Maybe this Robert Scoble post titled “the Role of Anti-Marketing Design” explains why so many people can tolerate the profound ugliness of MySpace. He thinks that sites that are too slick alienate users. Unlike Scoble, I would argue that Google and Craigslist aren’t ugly, they’re just minimal. MySpace is in a whole different category. It’s weird to think anyone would think MySpace is less corporate when it’s riddled with ads, even if they don’t know that it’s owned by Rupert Murdoch’s News Corp.

However, this post at a design blog called Whitespace argues that ugly design gets too much credit. (Both of these links come from Lost Remote.) The author doesn’t really address the issue that most internet users don’t go to Web sites for the design - they go there for the information or the experience. Google and del.icio.us give users the information they’re looking for with minimal effort, while MySpace users presumably visit the site to connect with friends and acquaintances. While it makes for a funky experience, MySpace’s promiscuity in allowing users to embed their own stylesheets, scripts, and media also probably give it an edge over other YASNS like Friendster. If any design facet matters to most users, it’s the information architecture. If they can’t find what they’re looking for they’ll go away, but ugly color composition clearly doesn’t turn away the millions of users on MySpace.

the living web

Newsweek’s current cover story is a trend piece on Web 2.0 technologies. Unsurprisingly, “The New Wisdom of the Web” emphasizes personalities behind the companies over the technologies that fall under the rubric of “Web 2.0.” It emphasizes Flickr and MySpace, while mentioning del.icio.us, YouTube, and Google Maps mashups.

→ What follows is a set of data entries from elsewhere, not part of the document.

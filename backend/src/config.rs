use anyhow::Result;
use chrono::Duration;
use env_logger::{Builder, Env};
use log::info;
use rocket::http::Method;
use rocket_cors::{AllowedHeaders, AllowedOrigins, CorsOptions};
use std::env;

pub const DEFAULT_YOUTUBE_API_BASE_URL: &str = "https://www.googleapis.com/youtube/v3";
const DEFAULT_UPSTREAM_TIMEOUT_SECS: u32 = 10;
const MAX_UPSTREAM_TIMEOUT_SECS: u32 = 120;
const DEFAULT_CACHE_LIVE_SECS: u32 = 30 * 60;
const DEFAULT_CACHE_DEGRADED_SECS: u32 = 10 * 60;
const MAX_CACHE_SECS: u32 = 7 * 24 * 60 * 60;
const DEFAULT_CORS_ORIGIN: &str = "http://localhost:3000";

/// Freshness windows of the snapshot cache.
#[derive(Debug, Clone, Copy, PartialEq, Eq)]
pub struct CacheWindows {
    pub live: Duration,
    pub degraded: Duration,
}

impl Default for CacheWindows {
    fn default() -> Self {
        CacheWindows {
            live: Duration::seconds(i64::from(DEFAULT_CACHE_LIVE_SECS)),
            degraded: Duration::seconds(i64::from(DEFAULT_CACHE_DEGRADED_SECS)),
        }
    }
}

impl CacheWindows {
    pub fn for_snapshot(&self, degraded: bool) -> Duration {
        if degraded {
            self.degraded
        } else {
            self.live
        }
    }
}

#[derive(Debug, Clone)]
pub struct YouTubeSettings {
    pub api_key: Option<String>,
    pub channel_id: Option<String>,
    pub base_url: String,
    pub timeout_secs: u64,
}

impl Default for YouTubeSettings {
    fn default() -> Self {
        YouTubeSettings {
            api_key: None,
            channel_id: None,
            base_url: DEFAULT_YOUTUBE_API_BASE_URL.to_string(),
            timeout_secs: u64::from(DEFAULT_UPSTREAM_TIMEOUT_SECS),
        }
    }
}

#[derive(Debug, Clone)]
pub struct Settings {
    pub youtube: YouTubeSettings,
    pub cache: CacheWindows,
    pub cors_origins: Vec<String>,
}

impl Settings {
    /// Reads the environment. Missing credentials are kept as `None` so the
    /// endpoint can report them per request instead of refusing to start.
    pub fn from_env() -> Self {
        let youtube = YouTubeSettings {
            api_key: non_blank_var("YOUTUBE_API_KEY"),
            channel_id: non_blank_var("YOUTUBE_CHANNEL_ID"),
            base_url: non_blank_var("YOUTUBE_API_BASE_URL")
                .unwrap_or_else(|| DEFAULT_YOUTUBE_API_BASE_URL.to_string()),
            timeout_secs: u64::from(bounded_secs(
                non_blank_var("UPSTREAM_TIMEOUT_SECS"),
                DEFAULT_UPSTREAM_TIMEOUT_SECS,
                MAX_UPSTREAM_TIMEOUT_SECS,
            )),
        };

        let cache = CacheWindows {
            live: Duration::seconds(i64::from(bounded_secs(
                non_blank_var("CACHE_LIVE_SECS"),
                DEFAULT_CACHE_LIVE_SECS,
                MAX_CACHE_SECS,
            ))),
            degraded: Duration::seconds(i64::from(bounded_secs(
                non_blank_var("CACHE_DEGRADED_SECS"),
                DEFAULT_CACHE_DEGRADED_SECS,
                MAX_CACHE_SECS,
            ))),
        };

        let cors_origins = non_blank_var("CORS_ALLOWED_ORIGINS")
            .map(|origins| split_origins(&origins))
            .unwrap_or_else(|| vec![DEFAULT_CORS_ORIGIN.to_string()]);

        Settings {
            youtube,
            cache,
            cors_origins,
        }
    }
}

fn non_blank_var(name: &str) -> Option<String> {
    env::var(name)
        .ok()
        .map(|value| value.trim().to_string())
        .filter(|value| !value.is_empty())
}

/// Seconds in `1..=max`; anything else (zero, negative, garbage, huge) falls
/// back to `default`.
fn bounded_secs(value: Option<String>, default: u32, max: u32) -> u32 {
    value
        .and_then(|v| v.parse::<u32>().ok())
        .filter(|secs| (1..=max).contains(secs))
        .unwrap_or(default)
}

fn split_origins(origins: &str) -> Vec<String> {
    origins
        .split(',')
        .map(str::trim)
        .filter(|origin| !origin.is_empty())
        .map(String::from)
        .collect()
}

pub fn init_logger() {
    // Only the first logger sticks; Rocket and test binaries may try again.
    let _ = Builder::from_env(Env::default().default_filter_or("info")).try_init();
    info!("Starting channel stats backend...");
}

pub fn load_environment() {
    dotenv::dotenv().ok();
}

pub fn create_http_client(settings: &YouTubeSettings) -> Result<reqwest::Client> {
    let client = reqwest::Client::builder()
        .timeout(std::time::Duration::from_secs(settings.timeout_secs))
        .build()?;

    Ok(client)
}

pub fn create_cors(origins: &[String]) -> Result<rocket_cors::Cors> {
    let cors = CorsOptions::default()
        .allowed_origins(AllowedOrigins::some_exact(origins))
        .allowed_methods(
            vec![Method::Get, Method::Options]
                .into_iter()
                .map(From::from)
                .collect(),
        )
        .allowed_headers(AllowedHeaders::some(&["Accept", "Content-Type"]))
        .to_cors()
        .map_err(|e| anyhow::anyhow!("Failed to create CORS options: {}", e))?;

    Ok(cors)
}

I’m not sure I would classify MySpace as a Web 2.0 project - it seemed behind the curve two years ago, and it’s most salient characteristics are its hideous design and kitchen-sink approach to features. It’s true that it attracts a ponderous number of users, but the only thing two-dot-oh about it is its emphasis on social networking. It doesn’t add any value to information or combine different services in an interesting way. Most of all, MySpace emphasizes linking to content on its own site. It encourages bands to upload their music to the site (under iffy copyright license) or users to create blogs mostly invisible to the rest of the Web. To contrast it with del.icio.us, which is a useful tool for finding information online, MySpace is a data cul-de-sac. I do wonder if this ability to corral audiences is what attracted News Corp. to MySpace.

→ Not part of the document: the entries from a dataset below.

use crate::config::YouTubeSettings;
use crate::error::StatsError;
use log::{debug, warn};
use reqwest::Client;
use serde::{Deserialize, Deserializer};
use serde_json::Value;
use url::Url;

const SEARCH_MAX_RESULTS: &str = "50";
const QUOTA_REASONS: [&str; 3] = ["quotaExceeded", "dailyLimitExceeded", "rateLimitExceeded"];

// Documentation: https://developers.google.com/youtube/v3/docs

/// The platform transmits counts as decimal strings; absent or malformed
/// values become 0.
fn count_from_string<'de, D>(deserializer: D) -> Result<u64, D::Error>
where
    D: Deserializer<'de>,
{
    let value = Option::<Value>::deserialize(deserializer)?;
    Ok(match value {
        Some(Value::String(s)) => s.trim().parse().unwrap_or(0),
        Some(Value::Number(n)) => n.as_u64().unwrap_or(0),
        _ => 0,
    })
}

#[derive(Debug, Clone, Default, Deserialize)]
pub struct Thumbnail {
    #[serde(default)]
    pub url: String,
}

#[derive(Debug, Clone, Default, Deserialize)]
pub struct Thumbnails {
    pub default: Option<Thumbnail>,
    pub medium: Option<Thumbnail>,
    pub high: Option<Thumbnail>,
}

impl Thumbnails {
    pub fn best_url(&self) -> String {
        [&self.high, &self.medium, &self.default]
            .into_iter()
            .flatten()
            .map(|t| t.url.clone())
            .find(|url| !url.is_empty())
            .unwrap_or_default()
    }
}

#[derive(Debug, Clone, Default, Deserialize)]
#[serde(rename_all = "camelCase")]
pub struct ChannelSnippet {
    #[serde(default)]
    pub title: String,
    #[serde(default)]
    pub thumbnails: Thumbnails,
}

#[derive(Debug, Clone, Default, Deserialize)]
#[serde(rename_all = "camelCase")]
pub struct ChannelStatistics {
    #[serde(default, deserialize_with = "count_from_string")]
    pub subscriber_count: u64,
    #[serde(default, deserialize_with = "count_from_string")]
    pub view_count: u64,
    #[serde(default, deserialize_with = "count_from_string")]
    pub video_count: u64,
}

#[derive(Debug, Clone, Default, Deserialize)]
pub struct ChannelResource {
    #[serde(default)]
    pub id: String,
    #[serde(default)]
    pub snippet: ChannelSnippet,
    #[serde(default)]
    pub statistics: ChannelStatistics,
}

#[derive(Debug, Default, Deserialize)]
pub struct ChannelListResponse {
    #[serde(default)]
    pub items: Vec<ChannelResource>,
}

#[derive(Debug, Clone, Default, Deserialize)]
#[serde(rename_all = "camelCase")]
pub struct SearchResultId {
    pub video_id: Option<String>,
}

#[derive(Debug, Clone, Default, Deserialize)]
#[serde(rename_all = "camelCase")]
pub struct SearchSnippet {
    #[serde(default)]
    pub published_at: String,
    #[serde(default)]
    pub title: String,
    #[serde(default)]
    pub description: String,
    #[serde(default)]
    pub thumbnails: Thumbnails,
}

#[derive(Debug, Clone, Default, Deserialize)]
pub struct SearchItem {
    #[serde(default)]
    pub id: SearchResultId,
    #[serde(default)]
    pub snippet: SearchSnippet,
}

impl SearchItem {
    pub fn video_id(&self) -> Option<&str> {
        self.id.video_id.as_deref().filter(|id| !id.is_empty())
    }
}

#[derive(Debug, Default, Deserialize)]
pub struct SearchListResponse {
    #[serde(default)]
    pub items: Vec<SearchItem>,
}

#[derive(Debug, Clone, Default, Deserialize)]
pub struct ContentDetails {
    #[serde(default)]
    pub duration: String,
}

#[derive(Debug, Clone, Default, Deserialize)]
#[serde(rename_all = "camelCase")]
pub struct VideoDetailsItem {
    #[serde(default)]
    pub id: String,
    #[serde(default)]
    pub content_details: ContentDetails,
}

#[derive(Debug, Default, Deserialize)]
pub struct VideoDetailsListResponse {
    #[serde(default)]
    pub items: Vec<VideoDetailsItem>,
}

#[derive(Debug, Clone, Default, Deserialize)]
#[serde(rename_all = "camelCase")]
pub struct VideoStatistics {
    #[serde(default, deserialize_with = "count_from_string")]
    pub view_count: u64,
    #[serde(default, deserialize_with = "count_from_string")]
    pub like_count: u64,
}

#[derive(Debug, Clone, Default, Deserialize)]
pub struct VideoStatisticsItem {
    #[serde(default)]
    pub id: String,
    #[serde(default)]
    pub statistics: VideoStatistics,
}

#[derive(Debug, Default, Deserialize)]
pub struct VideoStatisticsListResponse {
    #[serde(default)]
    pub items: Vec<VideoStatisticsItem>,
}

#[derive(Debug, Default, Deserialize)]
struct ApiErrorReason {
    #[serde(default)]
    reason: String,
}

#[derive(Debug, Default, Deserialize)]
struct ApiErrorDetail {
    #[serde(default)]
    message: String,
    #[serde(default)]
    errors: Vec<ApiErrorReason>,
}

#[derive(Debug, Default, Deserialize)]
struct ApiErrorBody {
    #[serde(default)]
    error: ApiErrorDetail,
}

/// Turns a non-success response body into the matching error.
pub fn classify_error_body(status: u16, body: &str) -> StatsError {
    let parsed: ApiErrorBody = serde_json::from_str(body).unwrap_or_default();
    let message: String = if parsed.error.message.is_empty() {
        body.chars().take(200).collect()
    } else {
        parsed.error.message
    };

    let quota = status == 403
        && parsed
            .error
            .errors
            .iter()
            .any(|e| QUOTA_REASONS.contains(&e.reason.as_str()));

    if quota {
        StatsError::QuotaExceeded(message)
    } else {
        StatsError::Upstream { status, message }
    }
}

/// The four reads the aggregator needs from the video platform.
#[rocket::async_trait]
pub trait VideoPlatform: Send + Sync {
    /// Fails with `StatsError::Configuration` when credentials are missing.
    fn ensure_configured(&self) -> Result<(), StatsError> {
        Ok(())
    }

    async fn fetch_channel(&self) -> Result<ChannelListResponse, StatsError>;

    async fn search_recent_videos(&self) -> Result<SearchListResponse, StatsError>;

    async fn fetch_content_details(
        &self,
        video_ids: &[String],
    ) -> Result<VideoDetailsListResponse, StatsError>;

    async fn fetch_statistics(
        &self,
        video_ids: &[String],
    ) -> Result<VideoStatisticsListResponse, StatsError>;
}

pub struct YouTubeApiClient {
    client: Client,
    settings: YouTubeSettings,
}

struct Credentials<'a> {
    api_key: &'a str,
    channel_id: &'a str,
}

impl YouTubeApiClient {
    pub fn new(client: Client, settings: YouTubeSettings) -> Self {
        YouTubeApiClient { client, settings }
    }

    fn credentials(&self) -> Result<Credentials<'_>, StatsError> {
        let api_key = self
            .settings
            .api_key
            .as_deref()
            .ok_or_else(|| StatsError::Configuration("YOUTUBE_API_KEY is not set".to_string()))?;
        let channel_id = self.settings.channel_id.as_deref().ok_or_else(|| {
            StatsError::Configuration("YOUTUBE_CHANNEL_ID is not set".to_string())
        })?;

        Ok(Credentials {
            api_key,
            channel_id,
        })
    }

    pub fn endpoint_url(&self, resource: &str, params: &[(&str, &str)]) -> Result<Url, StatsError> {
        let api_key = self.credentials()?.api_key;
        let base = self.settings.base_url.trim_end_matches('/');
        let mut url = Url::parse(&format!("{base}/{resource}")).map_err(|e| {
            StatsError::Configuration(format!("Invalid YouTube API base URL '{base}': {e}"))
        })?;

        url.query_pairs_mut()
            .extend_pairs(params.iter())
            .append_pair("key", api_key);

        Ok(url)
    }

    async fn get_json<T>(&self, url: Url) -> Result<T, StatsError>
    where
        T: for<'de> Deserialize<'de>,
    {
        debug!("GET {}{}", url.origin().ascii_serialization(), url.path());

        let response = self.client.get(url).send().await?;
        let status = response.status();
        let body = response.text().await?;

        if !status.is_success() {
            let err = classify_error_body(status.as_u16(), &body);
            warn!("YouTube API request failed: {err}");
            return Err(err);
        }

        Ok(serde_json::from_str(&body)?)
    }
}

#[rocket::async_trait]
impl VideoPlatform for YouTubeApiClient {
    fn ensure_configured(&self) -> Result<(), StatsError> {
        self.credentials().map(|_| ())
    }

    async fn fetch_channel(&self) -> Result<ChannelListResponse, StatsError> {
        let channel_id = self.credentials()?.channel_id;
        let url = self.endpoint_url(
            "channels",
            &[("part", "statistics,snippet"), ("id", channel_id)],
        )?;
        self.get_json(url).await
    }

    async fn search_recent_videos(&self) -> Result<SearchListResponse, StatsError> {
        let channel_id = self.credentials()?.channel_id;
        let url = self.endpoint_url(
            "search",
            &[
                ("part", "snippet"),
                ("channelId", channel_id),
                ("maxResults", SEARCH_MAX_RESULTS),
                ("order", "date"),
                ("type", "video"),
            ],
        )?;
        self.get_json(url).await
    }

    async fn fetch_content_details(
        &self,
        video_ids: &[String],
    ) -> Result<VideoDetailsListResponse, StatsError> {
        let ids = video_ids.join(",");
        let url = self.endpoint_url("videos", &[("part", "contentDetails"), ("id", ids.as_str())])?;
        self.get_json(url).await
    }

    async fn fetch_statistics(
        &self,
        video_ids: &[String],
    ) -> Result<VideoStatisticsListResponse, StatsError> {
        let ids = video_ids.join(",");
        let url = self.endpoint_url("videos", &[("part", "statistics"), ("id", ids.as_str())])?;
        self.get_json(url).await
    }
}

In general the article does a good job of explaining how Web 2.0 enables end users to share and filter information

highlight the act

In an earlier post, I joked that the sites Kevin Kelly calls “consensus Web filters” won’t catch on until they get a cool name like “blog” or “wiki.” I just ran into a practical reason “consensus Web filter” is a lousy name for this kind of site. I just tagged the “digg vs dot” site that compares stories on digg.com and slashdot.org, and I didn’t have a nice tag to describe it. I, of course, tagged it “Web2.0,” but that doesn’t quite describe what the site is up to. “consensuswebfilter” is too long and uwieldy for a tag, while “CWF” won’t make sense to anyone but me.

Although I have zero influence over computer industry buzzwords, I propose to call these sites “bubblers,” because they enable the most popular links to “bubble” to the top, and, as far as I can tell, the only other colloquial use of “bubbler” is for drinking fountains. So tell your friends: “consensus Web filters” are now “bubblers.”